** TASK DATA **
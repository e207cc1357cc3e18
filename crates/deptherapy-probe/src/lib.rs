//! Dependency cycle probing.
//!
//! The only implementation that talks to the outside world is [`CommandProbe`], which runs the
//! package manager's tree listing and looks for a cycle indicator in its error output. The
//! session only sees the [`CycleProbe`] trait.

#![forbid(unsafe_code)]

mod command;

pub use command::{CommandOutcome, CommandProbe};

/// Answers one question: does the installed dependency tree contain a cycle?
///
/// Implementations must not fail; anything they cannot interpret is `false`.
pub trait CycleProbe {
    fn detect_cycle(&self) -> bool;
}

/// Probe used when probing is switched off.
#[derive(Clone, Copy, Debug, Default)]
pub struct DisabledProbe;

impl CycleProbe for DisabledProbe {
    fn detect_cycle(&self) -> bool {
        false
    }
}

/// Probe with a fixed answer.
#[derive(Clone, Copy, Debug)]
pub struct StaticProbe(pub bool);

impl CycleProbe for StaticProbe {
    fn detect_cycle(&self) -> bool {
        self.0
    }
}

/// True when `stderr` mentions any indicator, ignoring ASCII case.
pub fn mentions_cycle(stderr: &str, indicators: &[String]) -> bool {
    let haystack = stderr.to_ascii_lowercase();
    indicators
        .iter()
        .filter(|i| !i.is_empty())
        .any(|i| haystack.contains(&i.to_ascii_lowercase()))
}

#[cfg(test)]
mod tests {
    use super::*;

    fn indicators() -> Vec<String> {
        vec!["circular".to_string(), "cycle".to_string()]
    }

    #[test]
    fn mentions_cycle_is_case_insensitive() {
        assert!(mentions_cycle(
            "npm ERR! Circular dependency detected: a -> b -> a",
            &indicators()
        ));
        assert!(mentions_cycle("npm error CYCLE in tree", &indicators()));
    }

    #[test]
    fn unrelated_errors_are_not_cycles() {
        assert!(!mentions_cycle(
            "npm ERR! missing: react@^18.0.0, required by app@1.0.0",
            &indicators()
        ));
        assert!(!mentions_cycle("anything", &[String::new()]));
    }

    #[test]
    fn fixed_probes() {
        assert!(!DisabledProbe.detect_cycle());
        assert!(StaticProbe(true).detect_cycle());
        assert!(!StaticProbe(false).detect_cycle());
    }
}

** EXERCISE DETAILS **
Taking the records as a whole, report how many of their lines include the word "only". Nothing but the number is wanted.

** RESPONSE AREA **
2